Court orders “short sharp mediation” – “capable of cracking even the hardest nuts”

In DKH and Others v City Football Group Limited [2024] EWHC 3231 (Ch), heard in November 20204, the court made an order that the parties mediate. The case involved a trade mark dispute between a fashion brand and a football club about branding on professional sports players' kit. The Claimants sought an order for compulsory mediation before the trial.

The order made by the court – and its outcome – is perhaps a significant example  of the growing obligations on the court to encourage settlement confirmed by virtue of changes to the Civil Procedure Rules, effective from 1 October 2024.   

The arguments marshalled by the parties were    likely representative of the sort of issues raised in past and future cases. 

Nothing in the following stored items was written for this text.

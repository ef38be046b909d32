//! ZRLE (type 16) - zlib-compressed, tiled run-length encoding.
//!
//! The rectangle body is one zlib-compressed block: `u32` length followed by
//! that many bytes of deflate data. Decompressed, it holds the rectangle's
//! 64x64 tiles (smaller at the right/bottom edge) in row-major order, each
//! tile led by a subencoding byte (bit 7 = RLE flag, bits 0-6 = palette size)
//! selecting one of seven tile layouts:
//!
//! - palette size 1: solid fill, one pixel for the whole tile
//! - palette size 0, RLE=0: raw pixels in raster order
//! - palette size 0, RLE=1: run-length pixels, no palette
//! - palette size 2-16, RLE=0: packed 1/2/4-bit palette indices, MSB-first
//! - palette size 17-127, RLE=0: one byte per palette index
//! - palette size 2-127, RLE=1: run-length palette indices
//!
//! Run lengths are `1 + sum of continuation bytes`, each 0xFF byte meaning
//! "more to come" and any byte below that terminating the run (so `[255,
//! 100]` is a run of `1 + 255 + 100 = 356`).
//!
//! When the pixel format is 32bpp with depth <= 24, pixels shrink to 3 bytes
//! on the wire (a "CPixel"): RGB packed into bytes `[0,1,2]` for a
//! little-endian format, or `[1,2,3]` for big-endian, with the unused byte
//! left at zero either way.
//!
//! The zlib stream itself spans the whole FramebufferUpdate, not just one
//! rectangle - only the first ZRLE rectangle in an update carries a zlib
//! header; later ones are raw deflate continuation data against the same
//! inflater state, which is why [`ZRLEDecoder`] keeps that state in `self`
//! rather than reconstructing it per call.

use crate::{
    Decoder, MutablePixelBuffer, PixelFormat, ProtocolViolation, Rectangle, RfbInStream,
    ENCODING_ZRLE,
};
use anyhow::{anyhow, Context, Result};
use flate2::{Decompress, FlushDecompress};
use rfb_common::Rect;
use std::sync::Mutex;
use tokio::io::AsyncRead;

/// ZRLE tile size (64x64 pixels, smaller at rectangle edges).
const TILE_SIZE: u16 = 64;

/// Maximum valid palette size (bit 7 reserved for RLE flag).
const MAX_PALETTE_SIZE: u8 = 127;

/// Decoder for ZRLE (type 16).
///
/// Holds the zlib inflater across calls: the wire stream is continuous over
/// all ZRLE rectangles in one FramebufferUpdate, with only the first one
/// carrying a zlib header. `Mutex` gives interior mutability since
/// [`Decoder::decode`] takes `&self`.
pub struct ZRLEDecoder {
    inflater: Mutex<Decompress>,
}

impl Default for ZRLEDecoder {
    fn default() -> Self {
        Self::new()
    }
}

impl ZRLEDecoder {
    /// Create a new ZRLE decoder with a fresh zlib inflater.
    pub fn new() -> Self {
        Self {
            inflater: Mutex::new(Decompress::new(true)), // true = zlib wrapper
        }
    }

    /// Reset the zlib inflater state.
    ///
    /// This should be called at the start of each FramebufferUpdate message to prepare
    /// for a new zlib stream with header. The inflater state persists across rectangles
    /// within a single FBU.
    pub fn reset(&self) {
        self.inflater.lock().unwrap().reset(true); // true = zlib wrapper
    }
}

impl Decoder for ZRLEDecoder {
    fn encoding_type(&self) -> i32 {
        ENCODING_ZRLE
    }

    async fn decode<R: AsyncRead + Unpin>(
        &self,
        stream: &mut RfbInStream<R>,
        rect: &Rectangle,
        pixel_format: &PixelFormat,
        buffer: &mut dyn MutablePixelBuffer,
    ) -> Result<()> {
        // Empty rectangle - nothing to decode
        if rect.width == 0 || rect.height == 0 {
            return Ok(());
        }

        let bytes_per_pixel = pixel_format.bits_per_pixel / 8;
        if bytes_per_pixel == 0 || bytes_per_pixel > 4 {
            return Err(anyhow!(
                "ZRLE: invalid bits_per_pixel {} (bytes_per_pixel must be 1-4)",
                pixel_format.bits_per_pixel
            ));
        }

        // Read compressed data length (u32 big-endian)
        let compressed_len = stream
            .read_u32()
            .await
            .context("ZRLE: failed to read compressed data length")?;

        tracing::trace!(
            x = rect.x, y = rect.y, width = rect.width, height = rect.height, compressed_len,
            "ZRLE rectangle"
        );

        // Read compressed data
        let mut compressed_data = vec![0u8; compressed_len as usize];
        stream
            .read_bytes(&mut compressed_data)
            .await
            .context("ZRLE: failed to read compressed data")?;

        // Decompress the zlib stream
        let decompressed = self
            .decompress_zlib(&compressed_data)
            .context("ZRLE: zlib decompression failed")?;

        // Decode tiles from decompressed data
        let mut cursor = TileCursor::new(&decompressed);
        self.decode_tiles(&mut cursor, rect, pixel_format, buffer, bytes_per_pixel)
            .context("ZRLE: tile decoding failed")?;

        // Verify all data consumed (no trailing bytes)
        let remaining = cursor.remaining();
        if remaining > 0 {
            return Err(anyhow::Error::new(ProtocolViolation(format!(
                "ZRLE: {remaining} trailing bytes after decoding rectangle"
            ))));
        }

        Ok(())
    }
}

The Claimants, made a number of points: 

  • The CPR changes “recognise a sea-change in the approach of the courts to ADR”. 
  • An important aspect of the overriding objective is to ensure that the court’s resources are properly allocated not only to the parties but to other court users. 
  • The findings of the Civil Justice Council ADR Working Group show that that mediation has worked in complex and entrenched disputes, including where the ADR process appeared to be unlikely to succeed and where one or other party believed that he or she had a strong case.
  • The instant dispute was deemed by the Claimants to be capable of resolution: it was not a particularly complex case, several variables might allow an out-of-court compromise  - and which might not be available in a judgment of the court (such as  agreement about the form and size of any logo or lettering on the relevant sports kit, payment of money, and the timing of any changes). 
  • There had been no mediation to date, although there have been unsuccessful settlement negotiations.

The Claimants proposed a “short, sharp, mediation” of one day before the end of December which would save on trial costs and would also potentially save court time and resources.

The Defendant resisted mediation and argued:

  • Both parties wanted their position to be judicially determined.
  • Mediation was not realistically likely to lead to settlement.
  • It was “very late in the day” to seek the order and parties had already spent hundreds of thousands of pounds. The trial was imminent. 
  • The Defendant had very limited availability for a mediation in December. 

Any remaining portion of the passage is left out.